Em países que trabalham com a cesárea a pedido de uma forma adequada, citando a Inglaterra por exemplo, a cesárea a pedido é possível quando existe toda a fase de explicação para a gestante. Caso a gestante tenha medo de um parto normal, ela faz tratamento psicológico para que ela consiga lidar com o medo do parto normal e, caso nada disso resolva, e continue sendo inaceitável para a gestante o parto normal, nessa situação seria correto realizar a cesariana a pedido. Então, se você olhar na Inglaterra, a cesariana a pedido não chega a 5%. O que o Projeto de Lei propõe não é o que é descrito na literatura como uma cesariana a pedido, mas sim, que todo pedido de cesárea seja aceito e a qualquer momento. Acho que essa é a maior gravidade da situação, por isso a gente insiste muito que vai haver malefício para a saúde da gestante na aprovação dessa lei.

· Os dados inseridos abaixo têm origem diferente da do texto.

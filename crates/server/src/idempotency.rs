//! Idempotency replay middleware and its backing store.
//!
//! Mutating requests must carry an `Idempotency-Key` header with a non-nil
//! UUID. The first request under a key runs the handler and records the
//! response; retries under the same key get the recorded response replayed
//! without re-running the handler. Two truly simultaneous first attempts
//! may both run the handler; only sequential retries are deduplicated.
//!
//! The replay store is best-effort: a read failure is a cache miss and a
//! write failure never fails the original request.

use crate::state::AppState;
use async_trait::async_trait;
use axum::body::Body;
use axum::extract::{Request, State};
use axum::http::header::CONTENT_TYPE;
use axum::http::{HeaderMap, Method, StatusCode};
use axum::middleware::Next;
use axum::response::{IntoResponse, Response};
use dashmap::DashMap;
use dramshelf_core::{CachedResponse, IdempotencyKey};
use serde::Serialize;
use std::collections::HashMap;
use std::sync::Arc;
use std::time::{Duration, Instant};
use uuid::Uuid;

/// Header carrying the client-supplied idempotency key.
pub const IDEMPOTENCY_KEY_HEADER: &str = "idempotency-key";

/// URN identifying idempotency-key validation failures.
const IDEMPOTENCY_PROBLEM_TYPE: &str = "urn:dramshelf:validation-error:idempotency-key";

/// Fixed validation-problem document returned for a missing or malformed
/// idempotency key.
#[derive(Debug, Serialize)]
pub struct ValidationProblem {
    #[serde(rename = "type")]
    pub problem_type: String,
    pub title: String,
    pub status: u16,
    pub errors: HashMap<String, Vec<String>>,
}

impl ValidationProblem {
    /// The fixed document for idempotency-key violations.
    pub fn idempotency_key() -> Self {
        let mut errors = HashMap::new();
        errors.insert(
            "idempotencyKey".to_string(),
            vec!["The Idempotency-Key header must be a non-empty, non-zero UUID.".to_string()],
        );
        Self {
            problem_type: IDEMPOTENCY_PROBLEM_TYPE.to_string(),
            title: "Missing or empty idempotency key".to_string(),
            status: 400,
            errors,
        }
    }
}

impl IntoResponse for ValidationProblem {
    fn into_response(self) -> Response {
        (StatusCode::BAD_REQUEST, axum::Json(self)).into_response()
    }
}

/// Replay store error. Callers treat any error as a miss or a dropped
/// write; the variant detail only feeds the logs.
#[derive(Debug, thiserror::Error)]
#[error("replay store error: {0}")]
pub struct ReplayStoreError(pub String);

/// Key/value store holding serialized cached responses.
///
/// Single-key get/set are assumed atomic. Eviction and expiry are the
/// store's own concern.
#[async_trait]
pub trait ReplayStore: Send + Sync {
    /// Fetch the stored value for a key, if any.
    async fn get(&self, key: &IdempotencyKey) -> Result<Option<String>, ReplayStoreError>;

    /// Store a value under a key, optionally expiring after `ttl`.
    async fn set(
        &self,
        key: &IdempotencyKey,
        value: String,
        ttl: Option<Duration>,
    ) -> Result<(), ReplayStoreError>;
}

struct StoredValue {
    value: String,
    expires_at: Option<Instant>,
}

/// In-memory replay store with TTL-based expiry.
#[derive(Default)]
pub struct MemoryReplayStore {
    entries: DashMap<Uuid, StoredValue>,
}

impl MemoryReplayStore {
    pub fn new() -> Self {
        Self::default()
    }

    /// Drop expired entries. Called periodically from the sweeper task.
    ///
    /// Removals are counted inside the retain pass; comparing lengths
    /// before and after would underflow when writes land concurrently.
    pub fn sweep_expired(&self) {
        let now = Instant::now();
        let mut removed = 0usize;
        self.entries.retain(|_, v| {
            let keep = v.expires_at.map(|at| at > now).unwrap_or(true);
            if !keep {
                removed += 1;
            }
            keep
        });
        if removed > 0 {
            tracing::debug!(removed, "swept expired replay cache entries");
        }
    }

    /// Number of live entries (expired entries may still be counted until
    /// the next sweep or read).
    pub fn len(&self) -> usize {
        self.entries.len()
    }

    pub fn is_empty(&self) -> bool {
        self.entries.is_empty()
    }
}

#[async_trait]
impl ReplayStore for MemoryReplayStore {
    async fn get(&self, key: &IdempotencyKey) -> Result<Option<String>, ReplayStoreError> {
        match self.entries.get(key.as_uuid()) {
            Some(entry) => {
                if let Some(at) = entry.expires_at {
                    if at <= Instant::now() {
                        drop(entry);
                        self.entries.remove(key.as_uuid());
                        return Ok(None);
                    }
                }
                Ok(Some(entry.value.clone()))
            }
            None => Ok(None),
        }
    }

    async fn set(
        &self,
        key: &IdempotencyKey,
        value: String,
        ttl: Option<Duration>,
    ) -> Result<(), ReplayStoreError> {
        self.entries.insert(
            *key.as_uuid(),
            StoredValue {
                value,
                expires_at: ttl.map(|ttl| Instant::now() + ttl),
            },
        );
        Ok(())
    }
}

/// Store-and-replay cache for mutating requests.
///
/// Thin wrapper over a [`ReplayStore`] that serializes
/// [`CachedResponse`] records and applies the configured TTL.
#[derive(Clone)]
pub struct ReplayCache {
    store: Arc<dyn ReplayStore>,
    ttl: Duration,
}

impl ReplayCache {
    pub fn new(store: Arc<dyn ReplayStore>, ttl: Duration) -> Self {
        Self { store, ttl }
    }

    /// Look up a previously recorded response.
    ///
    /// Store errors, missing keys, and values that do not parse as a
    /// response record all come back as `None`.
    pub async fn try_get_cached(&self, key: &IdempotencyKey) -> Option<CachedResponse> {
        match self.store.get(key).await {
            Ok(Some(value)) => CachedResponse::from_store_value(&value),
            Ok(None) => None,
            Err(e) => {
                tracing::warn!(%key, error = %e, "replay store read failed, treating as miss");
                None
            }
        }
    }

    /// Record a response under a key, best-effort.
    pub async fn add_to_cache(&self, key: &IdempotencyKey, response: &CachedResponse) {
        let value = match response.to_store_value() {
            Ok(value) => value,
            Err(e) => {
                tracing::warn!(%key, error = %e, "failed to serialize response for replay cache");
                return;
            }
        };
        if let Err(e) = self.store.set(key, value, Some(self.ttl)).await {
            tracing::warn!(%key, error = %e, "replay store write failed, response not cached");
        }
    }
}

/// Spawn the periodic expiry sweeper for an in-memory store.
pub fn spawn_sweeper(store: Arc<MemoryReplayStore>, interval: Duration) {
    tokio::spawn(async move {
        let mut ticker = tokio::time::interval(interval);
        loop {
            ticker.tick().await;
            store.sweep_expired();
        }
    });
}

/// Collect replayable headers from a response, excluding the entity
/// headers the replay path manages itself.
fn collect_headers(headers: &HeaderMap) -> Vec<(String, Vec<String>)> {
    let mut collected: Vec<(String, Vec<String>)> = Vec::new();
    for (name, value) in headers {
        let name_str = name.as_str();
        if name_str.eq_ignore_ascii_case("content-type")
            || name_str.eq_ignore_ascii_case("content-length")
        {
            continue;
        }
        let Ok(value_str) = value.to_str() else {
            continue;
        };
        match collected.iter_mut().find(|(n, _)| n == name_str) {
            Some((_, values)) => values.push(value_str.to_string()),
            None => collected.push((name_str.to_string(), vec![value_str.to_string()])),
        }
    }
    collected
}

/// Build the replayed response from a recorded one.
///
/// A blank recorded body gates both the body and the content-type: neither
/// is emitted, even if a content-type was recorded.
fn replay_response(cached: &CachedResponse) -> Response {
    let mut builder = Response::builder().status(cached.status_code);
    for (name, values) in &cached.headers {
        for value in values {
            builder = builder.header(name, value);
        }
    }

    let result = if cached.has_body() {
        if let Some(content_type) = &cached.content_type {
            builder = builder.header(CONTENT_TYPE, content_type);
        }
        builder.body(Body::from(cached.body.clone()))
    } else {
        builder.body(Body::empty())
    };

    result.unwrap_or_else(|e| {
        tracing::error!(error = %e, "failed to rebuild cached response");
        StatusCode::INTERNAL_SERVER_ERROR.into_response()
    })
}

/// Request filter wrapping every mutating route.
///
/// Non-mutating methods pass straight through. For mutating methods:
/// 1. a missing or malformed key short-circuits with the fixed 400
///    validation problem, without invoking the handler;
/// 2. a cache hit replays the recorded response, without invoking the
///    handler;
/// 3. a miss runs the handler, records its response (body permitting) and
///    returns it unchanged.
pub async fn idempotency_middleware(
    State(state): State<AppState>,
    req: Request,
    next: Next,
) -> Response {
    let mutating = matches!(
        *req.method(),
        Method::POST | Method::PUT | Method::DELETE | Method::PATCH
    );
    if !mutating {
        return next.run(req).await;
    }

    let header = req
        .headers()
        .get(IDEMPOTENCY_KEY_HEADER)
        .and_then(|v| v.to_str().ok())
        .unwrap_or("");
    let key = match IdempotencyKey::parse(header) {
        Ok(key) => key,
        Err(_) => return ValidationProblem::idempotency_key().into_response(),
    };

    if let Some(cached) = state.replay.try_get_cached(&key).await {
        tracing::debug!(%key, status = cached.status_code, "replaying cached response");
        return replay_response(&cached);
    }

    let response = next.run(req).await;

    let (parts, body) = response.into_parts();
    let bytes = match axum::body::to_bytes(body, usize::MAX).await {
        Ok(bytes) => bytes,
        Err(e) => {
            tracing::error!(%key, error = %e, "failed to buffer response body");
            return StatusCode::INTERNAL_SERVER_ERROR.into_response();
        }
    };

    let max_body_bytes = state.config.idempotency.max_body_bytes;
    if bytes.len() > max_body_bytes {
        tracing::warn!(
            %key,
            body_bytes = bytes.len(),
            max_body_bytes,
            "response body exceeds replay limit, not cached"
        );
        return Response::from_parts(parts, Body::from(bytes));
    }

    let cached = CachedResponse {
        status_code: parts.status.as_u16(),
        body: String::from_utf8_lossy(&bytes).into_owned(),
        content_type: parts
            .headers
            .get(CONTENT_TYPE)
            .and_then(|v| v.to_str().ok())
            .map(str::to_string),
        headers: collect_headers(&parts.headers),
    };
    state.replay.add_to_cache(&key, &cached).await;

    Response::from_parts(parts, Body::from(bytes))
}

A pesquisa Nascer no Brasil, publicada pela Fundação Oswaldo Cruz, mostra que 70% das mulheres no nosso país inicia o pré-natal desejando o parto normal, mas mudam de ideia durante gestação. A que você credita a desconstrução desse desejo inicial?
Culturalmente existe uma ideia de que a cesariana é associada até a uma condição econômica melhor porque até a algum tempo diziam que se você pode pagar por uma cesariana, ela será feita. Existe uma conveniência no sistema hospitalar de que seja feita uma cesariana porque o tempo de utilização de uma sala de parto é menor. Passamos por uma escassez de anestesistas para cuidar da analgesia de parto e, hoje, temos uma escassez de boas histórias de que realmente foi bom para uma mulher ter um parto normal. É impossível não falar sobre a conveniência não só da paciente, como também a conveniência do médico, principalmente pela falta de remuneração que existe a atenção ao trabalho de parto. São poucos os planos de saúde que remuneram o acompanhamento do trabalho de parto, o que é remunerado com o mesmo valor de uma cesariana é o momento do parto. Não é aumentando as taxas de cesariana que nós vamos resolver os problemas da assistência obstétrica.
É correto afirmar que a aprovação do PL pode trazer consequências catastróficas para a organização do SUS?
O sistema teria que passar por uma reorganização. Mas o que a gente observa é que talvez isso acabe não levando o sistema a se reorganizar da forma correta, mas sim, levar a punições para o médico. Na própria lei está colocado que, caso o médico ache que não é possível atender o desejo da mãe, ele deve registrar isso num prontuário. Mas como fica a impossibilidade do médico de atender o desejo porque não há anestesista ou equipe médica suficiente para realizar aquele procedimento naquele momento? Outro ponto importante é o tempo de internação após a cesárea e se isso não irá sobrecarregar o SUS. Nós já tivemos no último ano um número importante de fechamento de leitos de maternidade, então, agora, se aumentar o tempo de internação de pacientes, existe uma possibilidade de que se tenha uma falta de leitos obstétricos no estado de São Paulo. Uma lei que pode ter um efeito tão grande na saúde pública não pode ser aprovada sem que todos esses impactos sejam analisados.
Quais são os riscos de um PL com esse teor ser aprovado sem base em evidências científicas e dados epidemiológicos?
Estamos passando por uma situação em que o mundo inteiro está se concentrando em redução de taxas de cesarianas, nós somos o segundo país com mais taxas de cesarianas e estamos trabalhando para que essas taxas sejam maiores ainda. Então, é um contrassenso se comparado ao mundo todo. Quando você justifica que o projeto de lei vai levar à redução de paralisia cerebral, não há evidência científica que suporte essa afirmação. E nós não podemos ter um PL que seja aprovado com base em experiências e opiniões pessoais. Se tratando de saúde, é muito grave que se tome uma decisão sem uma análise correta dos impactos, ou que tenhamos evidências científicas que embasem esses projetos de lei.
Em relação à classe médica, ela precisa ser mais ouvida quando se trata de saúde da mulher e da população em geral na propositura de leis.